State-of-the-art simulations of cosmological hydrodynamics and of the large-scale distribution of galaxies and Dark Matter will allow us to interpret the large volume of survey science data that will come from SkyMapper and ASKAP, so that we can model galaxy formation and can understand the interplay between galaxies and the intergalactic medium during and after reionisation.

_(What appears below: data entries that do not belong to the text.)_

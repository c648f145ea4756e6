//! HDLC session layer module

pub mod address;
pub mod fcs;
pub mod frame;
pub mod parameters;
pub mod segment;
pub mod sequence;
pub mod session;
pub mod state;

pub use address::{HdlcAddress, reserved};
pub use fcs::FcsCalc;
pub use frame::{FLAG, FrameReader, FrameType, HdlcFrame, LLC_REQUEST, LLC_RESPONSE};
pub use parameters::HdlcParameters;
pub use segment::{Reassembler, Segment, segments};
pub use sequence::HdlcSequenceNumber;
pub use session::{HdlcRole, HdlcSession};
pub use state::HdlcConnectionState;
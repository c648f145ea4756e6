//! A-XDR encoder for DLMS/COSEM

use super::encode_length;

/// A-XDR encoder for the fixed-layout xDLMS PDUs
#[derive(Debug, Default, Clone)]
pub struct AxdrEncoder {
    buffer: Vec<u8>,
}

impl AxdrEncoder {
    pub fn new() -> Self {
        Self::default()
    }

    pub fn with_capacity(capacity: usize) -> Self {
        Self {
            buffer: Vec::with_capacity(capacity),
        }
    }

    pub fn encode_u8(&mut self, value: u8) -> &mut Self {
        self.buffer.push(value);
        self
    }

    pub fn encode_u16(&mut self, value: u16) -> &mut Self {
        self.buffer.extend_from_slice(&value.to_be_bytes());
        self
    }

    pub fn encode_u32(&mut self, value: u32) -> &mut Self {
        self.buffer.extend_from_slice(&value.to_be_bytes());
        self
    }

    pub fn encode_bool(&mut self, value: bool) -> &mut Self {
        self.encode_u8(value as u8)
    }

    /// Presence octet of an OPTIONAL or DEFAULT component
    pub fn encode_presence(&mut self, present: bool) -> &mut Self {
        self.encode_u8(present as u8)
    }

    /// Length-prefixed OCTET STRING
    pub fn encode_octet_string(&mut self, value: &[u8]) -> &mut Self {
        encode_length(value.len(), &mut self.buffer);
        self.buffer.extend_from_slice(value);
        self
    }

    pub fn encode_bytes(&mut self, bytes: &[u8]) -> &mut Self {
        self.buffer.extend_from_slice(bytes);
        self
    }

    pub fn into_bytes(self) -> Vec<u8> {
        self.buffer
    }

    pub fn as_bytes(&self) -> &[u8] {
        &self.buffer
    }
}

#[cfg(test)]
mod tests {
    use super::*;

    #[test]
    fn test_encode_primitives() {
        let mut encoder = AxdrEncoder::new();
        encoder.encode_u8(0x01).encode_presence(false).encode_u16(0x04B0).encode_u32(1);
        assert_eq!(encoder.as_bytes(), &[0x01, 0x00, 0x04, 0xB0, 0x00, 0x00, 0x00, 0x01]);
    }

    #[test]
    fn test_encode_octet_string_lengths() {
        let mut encoder = AxdrEncoder::new();
        encoder.encode_octet_string(&[0xAA; 3]);
        assert_eq!(encoder.as_bytes(), &[0x03, 0xAA, 0xAA, 0xAA]);

        let mut encoder = AxdrEncoder::new();
        encoder.encode_octet_string(&[0u8; 200]);
        assert_eq!(&encoder.as_bytes()[..2], &[0x81, 0xC8]);
        assert_eq!(encoder.into_bytes().len(), 202);
    }
}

In next few years deep and wide imaging campaigns with facilities such as SkyMapper will discover distant galaxies and quasars. At the same time, spectroscopic studies of bright, high redshift quasars with optical and near-Infrared facilities will probe the intergalactic gas that these early galaxies form from and subsequently interact with. Detailed models of this complex, non-linear interaction are vital for interpreting forthcoming data and guiding future observational programmes. The aim of this project is to perform state-of-the-art cosmological hydrodynamic simulations with P-Gadget3(XXL) to better understand the interplay between galaxies and intergalactic medium (IGM) from redshift z~2 to the Epoch of Reionisation at z=6 and above.

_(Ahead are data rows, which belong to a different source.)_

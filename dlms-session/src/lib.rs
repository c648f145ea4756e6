//! Session layer module for DLMS/COSEM protocol
//!
//! This crate provides the two session layers that delimit COSEM PDUs on a
//! transport: the Wrapper protocol used over TCP/UDP and HDLC used over
//! serial lines (and optionally TCP). Both implement [`SessionLayer`].
//!
//! The [`iec21`] module performs the IEC 62056-21 mode E opening sequence
//! that precedes HDLC on optical and RS-485 ports.

pub mod hdlc;
pub mod iec21;
pub mod layer;
pub mod wrapper;

pub use dlms_core::{DlmsError, DlmsResult};
pub use hdlc::{HdlcAddress, HdlcParameters, HdlcSession};
pub use layer::{SessionKind, SessionLayer};
pub use wrapper::{WRAPPER_HEADER_LENGTH, WrapperHeader, WrapperPdu, WrapperSession};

On a similar timescale, the Australian Square Kilometre Array Pathfinder (ASKAP) will see first light. One of the key science drivers for ASKAP will be to survey cold gas in galaxies over the last few billion years of cosmic time – the WALLABY all-sky survey will map the galaxy distribution out to z=0.26, while the DINGO pencil-beam survey will track galaxies out to almost z=1. We are exploiting Australia’s world-class supercomputing facilities to run state-of-the-art cosmological N-body simulations of large (Gpc3) volumes containing 1-100 billion particles using optimized versions of the GADGET code. These simulations provide the dark matter framework within which we model galaxy formation, by building merger trees that track the formation histories of dark matter haloes and coupling these trees to the latest semi-analytical galaxy formation models.
|Simulated X-ray emission from galaxy groups and clusters strung along the cosmic web, showing structures on the largest scales.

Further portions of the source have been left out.